Adam shivered. Old fear flooded him in recalling how, standing by that strange tree and considering if, somehow, he had made a mistake in passing by God’s words about it, the great shining servant of God came, waving a flaming, pointed staff. The servant stepped in front of the tree forcing Adam back. Adam turned and ran. The servant followed, joined by yet another just as tall and fearsome in appearance. Together, man and wife ran to hide among the big trees, but the servants of God followed, driving them out. This kept on until they were forced to the wall, and then through the gate opening on the east. Right out the gate they were driven. By this time Eve was weeping and crying out, and he was trying to keep her from falling as he helped her by the arm. How they stumbled and tried to run, but they had no idea where to go, and so they never went very far, and the servants of God kept coming at them, driving them further than they wanted to go. Finally, the servants of God left them alone and returned to the garden, vanishing among the trees.

Creeping back under the cover of dark, Adam and his wife found they could not get in! The warrior servants of God stood at the gate swinging their staves of flame in every direction.

Guardian Cherubim at the East Gate

It was a terrifying sight, and Adam and his weeping wife fled back to Havilah, never to make the attempt again.

That Day had passed. It was followed by others until he, Adam, had lived one hundred and forty years, by his own means of reckoning he had made. Already in that short time his eyes had witnessed a number of dark days since he first ate of the forbidden tree. But some were bright, almost as bright as those in the garden. One glad day was the Day of Cain’s Birth. How they had rejoiced! They had made, with God’s help, a tiny man like unto Adam. It was a wonderful thing in their eyes. So Adam lay with his wife again, and it happened in time as it happened with Cain. Another little man of clay was made, whom his wife called Abel. He and the mother soon found how different their little men could be from each other.

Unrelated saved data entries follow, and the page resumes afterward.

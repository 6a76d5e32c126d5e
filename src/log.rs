//! Lifecycle logging and unbuffered line output.
//!
//! Lines are formatted into a fixed buffer on the caller's stack and handed to
//! a single `write(2)`, so logging neither allocates nor locks and can
//! be used from the quantum signal handler.

use core::fmt::{self, Write};

const LINE_CAPACITY: usize = 256;
const PREFIX: &str = "** ";
const SUFFIX: &str = " **\n";

/// Fixed-capacity line that silently truncates overlong messages.
pub struct LineBuffer {
    buf: [u8; LINE_CAPACITY],
    len: usize,
}

impl Default for LineBuffer {
    fn default() -> Self {
        Self::new()
    }
}

impl LineBuffer {
    pub const fn new() -> Self {
        LineBuffer {
            buf: [0; LINE_CAPACITY],
            len: 0,
        }
    }

    pub fn as_bytes(&self) -> &[u8] {
        &self.buf[..self.len]
    }

    /// Append as much of `s` as fits below `limit`, never splitting a char.
    fn push_str(&mut self, s: &str, limit: usize) {
        let room = limit.saturating_sub(self.len);
        let mut take = s.len().min(room);
        while !s.is_char_boundary(take) {
            take -= 1;
        }
        self.buf[self.len..self.len + take].copy_from_slice(&s.as_bytes()[..take]);
        self.len += take;
    }

    /// Append `terminator`, overwriting the tail if the line is full.
    fn terminate(&mut self, terminator: &str) {
        let limit = LINE_CAPACITY - terminator.len();
        if self.len > limit {
            self.len = limit;
            // Drop a char whose continuation bytes were cut off.
            while self.len > 0 && self.buf[self.len] & 0xC0 == 0x80 {
                self.len -= 1;
            }
        }
        self.push_str(terminator, LINE_CAPACITY);
    }
}

impl Write for LineBuffer {
    fn write_str(&mut self, s: &str) -> fmt::Result {
        self.push_str(s, LINE_CAPACITY);
        Ok(())
    }
}

/// Format one log line and write it to stderr.
pub fn emit(args: fmt::Arguments<'_>) {
    let mut line = LineBuffer::new();
    let _ = line.write_str(PREFIX);
    let _ = line.write_fmt(args);
    line.terminate(SUFFIX);
    write_all(libc::STDERR_FILENO, line.as_bytes());
}

/// Write one line to stdout without going through `std`'s buffered handle,
/// which is unsafe to share between preemptible threads.
pub fn print_line(args: fmt::Arguments<'_>) {
    let mut line = LineBuffer::new();
    let _ = line.write_fmt(args);
    line.terminate("\n");
    write_all(libc::STDOUT_FILENO, line.as_bytes());
}

fn write_all(fd: libc::c_int, mut bytes: &[u8]) {
    while !bytes.is_empty() {
        let written = unsafe {
            libc::write(
                fd,
                bytes.as_ptr() as *const libc::c_void,
                bytes.len(),
            )
        };
        if written <= 0 {
            // EINTR from a quantum tick mid-write is retried; anything else drops the line.
            if written < 0 && last_errno() == libc::EINTR {
                continue;
            }
            return;
        }
        bytes = &bytes[written as usize..];
    }
}

fn last_errno() -> i32 {
    unsafe { *libc::__errno_location() }
}

/// Log a lifecycle event when `$enabled` is true.
#[macro_export]
macro_rules! ult_log {
    ($enabled:expr, $($arg:tt)*) => {
        if $enabled {
            $crate::log::emit(format_args!($($arg)*));
        }
    };
}

/// `println!` for user-level threads; see [`log::print_line`](crate::log::print_line).
#[macro_export]
macro_rules! ult_println {
    ($($arg:tt)*) => {
        $crate::log::print_line(format_args!($($arg)*))
    };
}

#[cfg(test)]
mod tests {
    use super::*;

    #[test]
    fn test_line_formatting() {
        let mut line = LineBuffer::new();
        let _ = line.write_str(PREFIX);
        let _ = write!(line, "thread {} created", 3);
        line.terminate(SUFFIX);
        assert_eq!(line.as_bytes(), b"** thread 3 created **\n");
    }

    #[test]
    fn test_overlong_line_keeps_terminator() {
        let mut line = LineBuffer::new();
        for _ in 0..100 {
            let _ = line.write_str("abcdefgh");
        }
        line.terminate(SUFFIX);
        let bytes = line.as_bytes();
        assert_eq!(bytes.len(), LINE_CAPACITY);
        assert!(bytes.ends_with(SUFFIX.as_bytes()));
    }

    #[test]
    fn test_truncation_keeps_utf8_intact() {
        // Three-byte chars never line up with the capacity.
        let mut line = LineBuffer::new();
        for _ in 0..100 {
            let _ = line.write_str("€");
        }
        assert!(core::str::from_utf8(line.as_bytes()).is_ok());
        assert_eq!(line.as_bytes().len(), LINE_CAPACITY - LINE_CAPACITY % 3);

        for offset in 0..3 {
            let mut line = LineBuffer::new();
            for _ in 0..offset {
                let _ = line.write_str("a");
            }
            for _ in 0..100 {
                let _ = line.write_str("€");
            }
            line.terminate(SUFFIX);
            let text = core::str::from_utf8(line.as_bytes()).unwrap();
            assert!(text.ends_with(SUFFIX));
            let body = text.trim_end_matches(SUFFIX).trim_start_matches('a');
            assert!(body.chars().all(|c| c == '€'));
        }
    }
}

Cain was always busy making new things. Behind big, dark, lightless eyes, a lust for knowledge ceaselessly operated. He was quick to wonder how to use things, and then to make of them things that even God had not made. Abel was not like that. He gathered animals and tended them, the most peaceful of them, so that they could drink their milk. It helped nourish their bellies, that rich milk from the mother sheep! He had made his parents very happy with that drink! Water was all they had before. Now life was good enough, he thought. It wasn’t the garden, to be sure, but it was good. But Cain, seeing that his younger brother surpassed him, was not satisfied. He thought of a way he could gather together enough food, so he would not have to work every day as his brother did. When he wasn’t working, he could do things strictly for his own pleasure, like making beautiful things or doing whatever amused him. So he made plants to grow for him by digging them up and putting them in a special garden by his dwelling that he tilled and tended carefully. Soon he discovered a better way, that wasn’t so hard and didn’t make his brown sweat so much. He took seeds of choice plants and herbs and planted them in his garden, and when the plants came he watered them with water from the river whenever it was needed. Soon he gathered much food for himself and his parents who remained simple food-gatherers for a long time, though he kept the greater amount for himself to store for days when he did no work at all. At first he was happy to share with Abel his abundant foods, but later made Abel exchange his milk for the vegetables and ground fruit, and keep strict account so that he always got as much milk as he desired, else he refused to trade. He found it easy to get the advantage of Abel too, by trading the fruits and vegetables that were not so fresh away and keeping the best for his own use.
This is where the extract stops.